En este verano de Melmoth el Errabundo que sobrellevo, unos amigos tuvieron la bondad de concederme asilo en su casita de Conil, a un breve paseo de la playa. Escoltado por las vaharadas del levante paseé entre las conchas rotas y los restos de latas de refresco, traté de leer el periódico sin que el papel me abofeteara ambas mejillas y visité también esos pinares que ya no existen, esos bosques sobre los que mientras escribo se asientan el carbón y la ceniza. Es el sino de nuestros veranos: aparte de por el calor, aparte del desembarco de turistas que caen sobre nuestros monumentos como las termitas sobre un mueble viejo, aparte de los viajes y el tedio, esta estación se caracteriza en nuestro sur por el regreso del fuego. Parecen estériles todas las medidas que se dispongan en su contra: año a año, con la constancia infaltable del reuma o de la festividad nacional, regresa a nuestros telediarios, convierte la noche en un cruel espectáculo de pirotecnia o turba el sueño de esas urbanizaciones marginales que buscaban la tranquilidad cerca de las arboledas. Ni siquiera hace falta remontarse a la devastación de Guadalajara hace ahora un año, en que perecieron once personas con toneladas incontables de madera, savia y oxígeno: los incendios se han convertido, por desgracia, en algo doméstico, con lo que uno puede encontrarse al salir a tomarse una cerveza o visitar a un amigo. La zona del Andévalo donde trabajo contaba hace un par de años con una serie de lomas peladas, teñidas por el hierro del subsuelo con el color del óxido y las mujeres pelirrojas, donde acertaban a crecer algunas concentraciones de encinas y eucaliptos. Un día, cuando regresé de mis vacaciones, me encontré que el paisaje había sido reemplazado: sobre aquellos riscos rojos había caído la mugre del cenicero mal limpiado.

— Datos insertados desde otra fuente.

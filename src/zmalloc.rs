// zmalloc.rs — Allocator-aware memory accounting.
//
// A `GlobalAlloc` wrapper keeps an atomic counter of live heap bytes. Each
// request is rounded up to machine-word alignment before accounting, so the
// counter tracks what the allocator actually hands out rather than the sum of
// requested sizes. `dealloc` receives the original `Layout`, which makes the
// C-style hidden size prefix unnecessary.
//
// Opt in from the embedding binary:
//
// ```ignore
// #[global_allocator]
// static ALLOC: rdbstore::zmalloc::TrackingAlloc = rdbstore::zmalloc::TrackingAlloc;
// ```

use std::alloc::{GlobalAlloc, Layout, System};
use std::sync::atomic::{AtomicUsize, Ordering};

static USED_MEMORY: AtomicUsize = AtomicUsize::new(0);

type OomHandler = fn(usize);

// Function pointer stored as usize; 0 means "default handler".
static OOM_HANDLER: AtomicUsize = AtomicUsize::new(0);

const WORD: usize = std::mem::size_of::<usize>();

#[inline]
fn rounded(size: usize) -> usize {
    if size % WORD != 0 {
        size + (WORD - size % WORD)
    } else {
        size
    }
}

/// System allocator wrapper that maintains the live-byte counter.
pub struct TrackingAlloc;

unsafe impl GlobalAlloc for TrackingAlloc {
    unsafe fn alloc(&self, layout: Layout) -> *mut u8 {
        let p = System.alloc(layout);
        if p.is_null() {
            oom(layout.size());
        } else {
            USED_MEMORY.fetch_add(rounded(layout.size()), Ordering::Relaxed);
        }
        p
    }

    unsafe fn dealloc(&self, ptr: *mut u8, layout: Layout) {
        USED_MEMORY.fetch_sub(rounded(layout.size()), Ordering::Relaxed);
        System.dealloc(ptr, layout);
    }

    unsafe fn realloc(&self, ptr: *mut u8, layout: Layout, new_size: usize) -> *mut u8 {
        let p = System.realloc(ptr, layout, new_size);
        if p.is_null() {
            oom(new_size);
        } else {
            USED_MEMORY.fetch_sub(rounded(layout.size()), Ordering::Relaxed);
            USED_MEMORY.fetch_add(rounded(new_size), Ordering::Relaxed);
        }
        p
    }
}

/// Live heap bytes currently tracked. Zero until [`TrackingAlloc`] is
/// installed as the global allocator.
pub fn used_memory() -> usize {
    USED_MEMORY.load(Ordering::Relaxed)
}

/// Installs the handler invoked when the allocator reports failure.
/// The default handler logs the failed size and aborts the process.
pub fn set_oom_handler(handler: OomHandler) {
    OOM_HANDLER.store(handler as usize, Ordering::SeqCst);
}

fn oom(size: usize) {
    let raw = OOM_HANDLER.load(Ordering::SeqCst);
    if raw != 0 {
        // SAFETY: only ever stored from a valid `fn(usize)` in set_oom_handler.
        let handler: OomHandler = unsafe { std::mem::transmute(raw) };
        handler(size);
        return;
    }
    log::error!("out of memory allocating {} bytes", size);
    std::process::abort();
}

/// Samples the resident set size of this process in bytes.
///
/// Reads `/proc/self/statm` where available; elsewhere falls back to the
/// tracked counter, which under-reports but never lies upward.
pub fn rss() -> usize {
    #[cfg(target_os = "linux")]
    {
        if let Ok(statm) = std::fs::read_to_string("/proc/self/statm") {
            let mut fields = statm.split_ascii_whitespace();
            // statm: size resident shared ...
            if let Some(resident) = fields.nth(1).and_then(|s| s.parse::<usize>().ok()) {
                let page = unsafe { libc::sysconf(libc::_SC_PAGESIZE) };
                if page > 0 {
                    return resident * page as usize;
                }
            }
        }
    }
    used_memory()
}

/// Ratio of resident pages to tracked bytes. Greater than 1.0 means
/// fragmentation or untracked allocations; meaningless when the tracking
/// allocator is not installed.
pub fn fragmentation_ratio() -> f64 {
    let used = used_memory();
    if used == 0 {
        return 0.0;
    }
    rss() as f64 / used as f64
}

La nueva masacre de Conil señala como responsable a un individuo que apagó mal una colilla. Lo del año pasado fue culpa de unos desaprensivos que no supieron extinguir una barbacoa. Las estadísticas afirman que en un 90% de los casos estos incendios que acrecientan el desierto tienen su origen en la premeditación o la imbecilidad humanas. Devotos del fuego, cerebros trastornados que encuentran en las llamas una excusa para la euforia y el vértigo han existido desde siempre, y seguramente a su fiebre visionaria debamos el auto de fe y el infierno donde los réprobos se tuestan: pero a pesar de todo el mal que pueda traer, no creo que se encuentre en el pirómano profesional la verdadera amenaza contra nuestros bosques. Mucho más peligroso resulta el inconsciente, el que opina que la farola de la calle o la acera de enfrente no pertenecen a nadie y pueden ser pateadas o rociadas de excremento de perro sin mayor remordimiento. El enfermo no puede evitar su mal y es sólo responsable subsidiario de los desmanes que comete, las hectáreas quemadas por el pirómano sólo constituyen un lamentable testimonio de la inutilidad de la ciencia médica; pero quien arroja un cigarrillo a la hierba o se dedica a asar filetes en medio de un pinar sabe lo que está haciendo, sabe que ese acto puede comprometer el porvenir de las criaturas que le rodean e hipotecar el aire que respira, es, si queremos ponernos jurídicos, sujeto de todas las responsabilidades. El desinterés, la consideración de que el universo es una especie de campo baldío que podemos esquilmar y del que podemos servirnos sin dar explicaciones a nadie, es lo que ha llenado el océano de petróleo y el subsuelo de desechos radiactivos: es, también, el sentimiento que explica la devastación de nuestros árboles y la conversión paulatina de este planeta en un erial. El estado ha decidido que quien viole sistemáticamente las normas de circulación debe regresar a la autoescuela, a recuperar lo que olvidó o introducirse en la cabeza lo que nunca tuvo; siendo coherentes, estos señores de los cigarrillos y las barbacoas deberían volver a matricularse en el parvulario.